Design, Synthesis, Molecular Docking and Antibacterial Screening of Some Quinolone Compounds ^†

Drugs belonging to the quinolone compounds are characterized by a quicker biological activity and a broad antibacterial spectrum [1,2,3,4]. Molecular, topological, and conformational characteristics on 3D quinolones optimized structure have been calculated using Spartan 14 Software. Molecular docking approach using CLC Drug Discovery Workbench 2.4 software have been realised to identify and visualize the most likely interaction ligand (quinolone) with the receptor protein. The quinolone compounds have been obtained by the Gould-Jacobs method. The compounds have been characterized by physical-chemical methods and by antimicrobial activity against Gram-positive and Gram-negative microorganisms. In this study, the DFT/B3LYP/6-311G* level of basis set has been used for the computation of molecular structure, vibrational frequencies, and energies of optimized structures.

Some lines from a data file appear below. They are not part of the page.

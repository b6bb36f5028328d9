//! Spendable-output discovery by a single backward pass over the chain.

use crate::chain::{Chain, ChainStore};
use crate::error::{LedgerError, LedgerResult};
use crate::tx::{OutPoint, Transaction, TxInput, TxOutput};
use crate::Hash;
use std::collections::{BTreeMap, BTreeSet, HashMap};
use tracing::debug;

/// Outputs picked to fund a payment.
#[derive(Clone, Debug, Default, PartialEq, Eq)]
pub struct SpendableOutputs {
    pub accumulated: u64,
    /// Output indices per transaction id, ordered by id then index.
    pub selection: BTreeMap<Hash, Vec<u32>>,
}

impl SpendableOutputs {
    pub fn outpoints(&self) -> impl Iterator<Item = OutPoint> + '_ {
        self.selection.iter().flat_map(|(txid, indices)| {
            indices.iter().map(move |index| OutPoint {
                txid: *txid,
                index: *index,
            })
        })
    }
}

/// A transaction holding at least one unspent output for the scanned address.
struct Unspent {
    tx: Transaction,
    indices: Vec<u32>,
}

impl<S: ChainStore> Chain<S> {
    /// Tip-to-genesis scan. Spends always sit in later blocks than the outputs
    /// they consume, so each input is recorded before its output is visited.
    fn scan_unspent(&self, address: &str) -> LedgerResult<Vec<Unspent>> {
        let mut spent: HashMap<Hash, BTreeSet<u32>> = HashMap::new();
        let mut unspent = Vec::new();

        for block in self.iter() {
            for tx in block?.transactions {
                let consumed = spent.get(&tx.id);
                let indices: Vec<u32> = tx
                    .indexed_outputs()
                    .filter(|(index, _)| !consumed.is_some_and(|set| set.contains(index)))
                    .filter(|(_, output)| output.is_locked_to(address))
                    .map(|(index, _)| index)
                    .collect();

                if !tx.is_coinbase() {
                    for input in tx.inputs.iter().filter(|i| i.can_unlock(address)) {
                        if let Some(op) = input.outpoint() {
                            spent.entry(op.txid).or_default().insert(op.index);
                        }
                    }
                }

                if !indices.is_empty() {
                    unspent.push(Unspent { tx, indices });
                }
            }
        }
        Ok(unspent)
    }

    /// Transactions with at least one output `address` can still spend,
    /// newest first. Each transaction appears once.
    pub fn find_unspent_transactions(&self, address: &str) -> LedgerResult<Vec<Transaction>> {
        Ok(self
            .scan_unspent(address)?
            .into_iter()
            .map(|u| u.tx)
            .collect())
    }

    pub fn collect_unspent_outputs(&self, address: &str) -> LedgerResult<Vec<TxOutput>> {
        let mut outputs = Vec::new();
        for Unspent { tx, indices } in self.scan_unspent(address)? {
            outputs.extend(indices.iter().map(|i| tx.outputs[*i as usize].clone()));
        }
        Ok(outputs)
    }

    /// Greedy first-found selection over unspent outputs ordered by transaction
    /// id, then output index. Stops once `amount` is covered.
    pub fn select_spendable_outputs(
        &self,
        address: &str,
        amount: u64,
    ) -> LedgerResult<SpendableOutputs> {
        let mut candidates: Vec<(OutPoint, u64)> = Vec::new();
        for Unspent { tx, indices } in self.scan_unspent(address)? {
            for index in indices {
                let value = tx.outputs[index as usize].value;
                candidates.push((OutPoint { txid: tx.id, index }, value));
            }
        }
        candidates.sort_unstable_by_key(|(op, _)| *op);

        let mut picked = SpendableOutputs::default();
        for (op, value) in candidates {
            if picked.accumulated >= amount {
                break;
            }
            picked.accumulated = picked.accumulated.saturating_add(value);
            picked.selection.entry(op.txid).or_default().push(op.index);
        }
        debug!(
            address,
            amount,
            accumulated = picked.accumulated,
            outputs = picked.outpoints().count(),
            "selected spendable outputs"
        );
        Ok(picked)
    }

    pub fn balance(&self, address: &str) -> LedgerResult<u64> {
        Ok(self
            .collect_unspent_outputs(address)?
            .iter()
            .fold(0u64, |acc, out| acc.saturating_add(out.value)))
    }

    /// Pays `amount` from `from` to `to`, returning change to `from` when the
    /// selected outputs overshoot.
    pub fn build_transaction(&self, from: &str, to: &str, amount: u64) -> LedgerResult<Transaction> {
        if amount == 0 {
            return Err(LedgerError::InvalidAmount);
        }
        let picked = self.select_spendable_outputs(from, amount)?;
        if picked.accumulated < amount {
            return Err(LedgerError::InsufficientFunds {
                required: amount,
                available: picked.accumulated,
            });
        }

        let inputs = picked
            .outpoints()
            .map(|op| TxInput::spending(op, from))
            .collect();
        let mut outputs = vec![TxOutput::new(amount, to)];
        if picked.accumulated > amount {
            outputs.push(TxOutput::new(picked.accumulated - amount, from));
        }
        Ok(Transaction::new(inputs, outputs)?)
    }
}

#[cfg(test)]
mod tests {
    use super::*;
    use crate::constants::COINBASE_REWARD;
    use crate::mem_store::MemStore;
    use std::sync::Arc;

    fn new_chain(address: &str) -> Chain<MemStore> {
        Chain::initialize(Arc::new(MemStore::default()), address).unwrap()
    }

    fn send(chain: &mut Chain<MemStore>, from: &str, to: &str, amount: u64) -> Transaction {
        let tx = chain.build_transaction(from, to, amount).unwrap();
        chain.append(vec![tx.clone()]).unwrap();
        tx
    }

    #[test]
    fn genesis_owner_holds_reward() {
        let chain = new_chain("Alice");
        assert_eq!(chain.balance("Alice").unwrap(), COINBASE_REWARD);
        assert_eq!(chain.balance("Bob").unwrap(), 0);
        assert_eq!(chain.find_unspent_transactions("Alice").unwrap().len(), 1);
    }

    #[test]
    fn transfer_with_change() {
        let mut chain = new_chain("Alice");
        let tx = send(&mut chain, "Alice", "Bob", 40);
        assert_eq!(tx.outputs, vec![TxOutput::new(40, "Bob"), TxOutput::new(60, "Alice")]);
        assert!(tx.inputs.iter().all(|i| i.can_unlock("Alice")));
        assert_eq!(chain.balance("Alice").unwrap(), 60);
        assert_eq!(chain.balance("Bob").unwrap(), 40);
    }

    #[test]
    fn exact_amount_has_no_change_output() {
        let mut chain = new_chain("Alice");
        let tx = send(&mut chain, "Alice", "Bob", COINBASE_REWARD);
        assert_eq!(tx.outputs.len(), 1);
        assert_eq!(chain.balance("Alice").unwrap(), 0);
        assert!(chain.find_unspent_transactions("Alice").unwrap().is_empty());
    }

    #[test]
    fn insufficient_funds_reports_available() {
        let chain = new_chain("Alice");
        let err = chain.build_transaction("Alice", "Bob", 1000).unwrap_err();
        assert!(matches!(
            err,
            LedgerError::InsufficientFunds {
                required: 1000,
                available: COINBASE_REWARD
            }
        ));
    }

    #[test]
    fn zero_amount_is_rejected() {
        let chain = new_chain("Alice");
        assert!(matches!(
            chain.build_transaction("Alice", "Bob", 0),
            Err(LedgerError::InvalidAmount)
        ));
    }

    #[test]
    fn unknown_sender_has_nothing() {
        let chain = new_chain("Alice");
        let err = chain.build_transaction("Mallory", "Bob", 1).unwrap_err();
        assert!(matches!(
            err,
            LedgerError::InsufficientFunds { available: 0, .. }
        ));
    }

    #[test]
    fn spent_outputs_are_not_offered_again() {
        let mut chain = new_chain("Alice");
        let first = send(&mut chain, "Alice", "Bob", 30);
        let picked = chain.select_spendable_outputs("Alice", 70).unwrap();
        assert_eq!(picked.accumulated, 70);
        let ops: Vec<OutPoint> = picked.outpoints().collect();
        assert_eq!(ops, vec![OutPoint { txid: first.id, index: 1 }]);
    }

    #[test]
    fn selection_collects_several_outputs_in_id_order() {
        let mut chain = new_chain("Alice");
        let a = send(&mut chain, "Alice", "Bob", 10);
        let b = send(&mut chain, "Alice", "Bob", 20);
        assert_eq!(chain.balance("Bob").unwrap(), 30);

        let picked = chain.select_spendable_outputs("Bob", 25).unwrap();
        assert_eq!(picked.accumulated, 30);
        let mut expected = vec![(a.id, vec![0u32]), (b.id, vec![0u32])];
        expected.sort();
        assert_eq!(picked.selection.into_iter().collect::<Vec<_>>(), expected);
    }

    #[test]
    fn selection_stops_once_covered() {
        let mut chain = new_chain("Alice");
        send(&mut chain, "Alice", "Bob", 10);
        send(&mut chain, "Alice", "Bob", 20);
        let picked = chain.select_spendable_outputs("Bob", 5).unwrap();
        assert_eq!(picked.outpoints().count(), 1);
        assert!(picked.accumulated >= 5);
    }

    #[test]
    fn chained_spends_keep_totals() {
        let mut chain = new_chain("Alice");
        send(&mut chain, "Alice", "Bob", 40);
        send(&mut chain, "Bob", "Carol", 15);
        send(&mut chain, "Alice", "Carol", 60);
        assert_eq!(chain.balance("Alice").unwrap(), 0);
        assert_eq!(chain.balance("Bob").unwrap(), 25);
        assert_eq!(chain.balance("Carol").unwrap(), 75);
        assert_eq!(chain.verify().unwrap(), 4);
    }

    #[test]
    fn collected_outputs_only_belong_to_address() {
        let mut chain = new_chain("Alice");
        send(&mut chain, "Alice", "Bob", 40);
        let outs = chain.collect_unspent_outputs("Alice").unwrap();
        assert_eq!(outs, vec![TxOutput::new(60, "Alice")]);
    }

    #[test]
    fn balance_is_idempotent() {
        let mut chain = new_chain("Alice");
        send(&mut chain, "Alice", "Bob", 1);
        assert_eq!(chain.balance("Bob").unwrap(), chain.balance("Bob").unwrap());
        assert_eq!(
            chain.select_spendable_outputs("Alice", 50).unwrap(),
            chain.select_spendable_outputs("Alice", 50).unwrap()
        );
    }
}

The score and hydrogen bonds formed with the amino acids from group interaction atoms are used to predict the binding modes, the binding affinities, and the orientation of the docked quinolone compound in the active site of the protein-receptor (Figure 1 and Figure 2). The protein-ligand complex has been realized based on the X-ray structure of Bacillus cereus, which was downloaded from the Protein Data Bank (PDB ID: 1VEN). In the present study, we have reported the synthesis of some quinolone compounds. The quinolones have been evaluated for their antibacterial activity against Gram-positive and Gram-negative microorganisms.

Structural modifications of this class of antimicrobial agents have afforded compounds with better activity aginst Bacillus cereus, Bacillus subtilis, Salmonella typhimurium, Micrococcus luteus.